1211_Burundi soldiers
Armed soldiers escorting Burundi's President Pierre Nkurunziza in Bujumbura, Burundi, May 17. Bujumbura was hit by the worst violence since a failed military coup in May on December 11, when gunmen attacked two military bases in the capital. Goran Tomasevic/Reuters

Armed attackers besieged three military bases in Burundi’s capital on Friday morning, in the worst single incident of violence since a failed coup in May, AFP reported.

Gunmen attacked a base in Ngagara, in the north of Bujumbura and a military training college in the south, as well as a base in Mujejuru, 40 kilometers outside Bujumbura, according to Burundian army spokesman Colonel Gaspard Baratuza. Twelve attackers were killed and 21 captured, with five soldiers also sustaining injuries, said Baratuza, adding that “the army has defeated them seriously.

Burundi has been beset by violence since President Pierre Nkurunziza announced in April that he was standing for a third term. Nkurunziza’s decision sparked an attempted coup led by the head of Burundi’s army in May, which ultimately failed. Prior to Friday’s attacks, more than 240 people have died since April as a result of the ongoing violence, according to the United Nations (U.N).  
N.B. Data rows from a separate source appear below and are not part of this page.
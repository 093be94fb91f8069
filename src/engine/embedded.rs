//! Embedded-execution detection
//!
//! A segment that looks read-only can still run code: `echo $(rm -rf /)`,
//! `cat <(curl x)`, `find . -exec rm {} +`, or any stage whose output is
//! piped into a shell. Such segments never receive a safe-context exemption.

use once_cell::sync::Lazy;
use regex::Regex;

use crate::parser::shell::{basename, strip_quotes_and_comments};
use crate::parser::wrapper::effective_command;
use crate::parser::Segmentation;

/// Programs that execute the text they are fed.
pub const INTERPRETERS: &[&str] = &[
    "sh", "bash", "zsh", "dash", "ksh", "csh", "tcsh", "fish", "python", "perl", "ruby", "node",
    "nodejs", "php", "lua", "eval", "source", ".",
];

/// Programs that turn their input into command arguments.
pub const EXECUTORS: &[&str] = &["xargs", "parallel"];

static EXEC_FLAG: Lazy<Regex> =
    Lazy::new(|| Regex::new(r"(?:^|\s)-(?:exec|execdir|ok|okdir)(?:\s|$)").unwrap());

static PIPE_TO_INTERPRETER: Lazy<Regex> = Lazy::new(|| {
    Regex::new(
        r"\|&?\s*(?:(?:sudo|doas|env|nohup|nice|time|timeout\s+\S+)\s+)*(?:\S*/)?(?:sh|bash|zsh|dash|ksh|csh|tcsh|fish|python[0-9.]*|perl|ruby|node|nodejs|php|lua|eval|source|xargs|parallel)(?:\s|$)",
    )
    .unwrap()
});

/// Whether `name` (a bare command name) runs the code it is given.
pub fn is_interpreter(name: &str) -> bool {
    let name = basename(name);
    if INTERPRETERS.contains(&name) {
        return true;
    }
    // python3, python3.12, perl5
    let stem = name.trim_end_matches(|c: char| c.is_ascii_digit() || c == '.');
    stem != name && matches!(stem, "python" | "perl" | "ruby" | "node" | "php" | "lua")
}

/// Whether a pipeline stage running `name` executes what it reads.
pub fn is_executing_sink(name: &str) -> bool {
    is_interpreter(name) || EXECUTORS.contains(&basename(name))
}

/// Constructs inside the segment text itself that run code.
///
/// Single-quoted text is inert and skipped; substitutions inside double
/// quotes still count.
pub fn has_embedded_execution(text: &str) -> bool {
    if has_substitution(text) {
        return true;
    }

    let stripped = strip_quotes_and_comments(text);
    EXEC_FLAG.is_match(&stripped) || PIPE_TO_INTERPRETER.is_match(&stripped)
}

/// `$(`, backticks, `<(` or `>(` outside single quotes and `$'...'`.
fn has_substitution(text: &str) -> bool {
    let bytes = text.as_bytes();
    let mut single = false;
    let mut ansi = false;
    let mut double = false;
    let mut i = 0;

    while i < bytes.len() {
        let b = bytes[i];
        if single {
            if b == b'\'' {
                single = false;
            }
            i += 1;
            continue;
        }
        if ansi {
            match b {
                b'\\' => i += 1,
                b'\'' => ansi = false,
                _ => {}
            }
            i += 1;
            continue;
        }

        match b {
            b'\\' => {
                i += 2;
                continue;
            }
            b'$' if !double && bytes.get(i + 1) == Some(&b'\'') => {
                ansi = true;
                i += 2;
                continue;
            }
            b'\'' if !double => single = true,
            b'"' => double = !double,
            b'`' => return true,
            b'$' | b'<' | b'>' if bytes.get(i + 1) == Some(&b'(') => {
                if b == b'$' || !double {
                    return true;
                }
            }
            _ => {}
        }
        i += 1;
    }

    false
}

/// Embedded-execution flag for every segment of `segmentation`, in order.
///
/// A segment is flagged for constructs in its own text or because a later
/// stage of its pipeline is an interpreter or `xargs`. One backward pass;
/// each stage is tokenized once.
pub fn detect(segmentation: &Segmentation<'_>) -> Vec<bool> {
    let segments = &segmentation.segments;
    let mut flags = vec![false; segments.len()];
    let mut pipeline = None;
    let mut sink_downstream = false;

    for (idx, segment) in segments.iter().enumerate().rev() {
        if pipeline != Some(segment.pipeline) {
            pipeline = Some(segment.pipeline);
            sink_downstream = false;
        }

        flags[idx] = sink_downstream || has_embedded_execution(segment.text);

        sink_downstream |= match effective_command(segment.text) {
            Some(name) => is_executing_sink(&name),
            // Untokenizable stages cannot be shown harmless.
            None => true,
        };
    }

    flags
}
The president was re-elected in July with 69 percent of the vote, in an election that was boycotted by a number of opposition parties. More than 220,000 Burundians have fled the country as refugees since the violence started, according to the U.N. refugee agency.

The BBC reported that Friday’s attacks forced residents to hole up in their homes, afraid to go to work or send their children to school, and that the clashes were the first attacks on military targets since the attempted coup.

Willy Nyamitwe, an adviser to President Nkurunziza, tweeted that the attacks were an attempt to create a diversion so that prisoners could be freed from Mpimba prison, outside Bujumbura. Nyamitwe added that the situation in Bujumbura is returning to normal and denied that the government had declared a state of emergency.

 

 

The international community is starting to voice concern about the ongoing instability in Burundi. U.N. officials warned in November that violence in the country was at risk of taking on an ethnic dimension. There have been fears of genocide similar to what happened in neighboring Rwanda in 1994, where more than 800,000 Tutsis and moderate Hutus were slaughtered by Hutu extremists. Burundi has a similar ethnic makeup to Rwanda.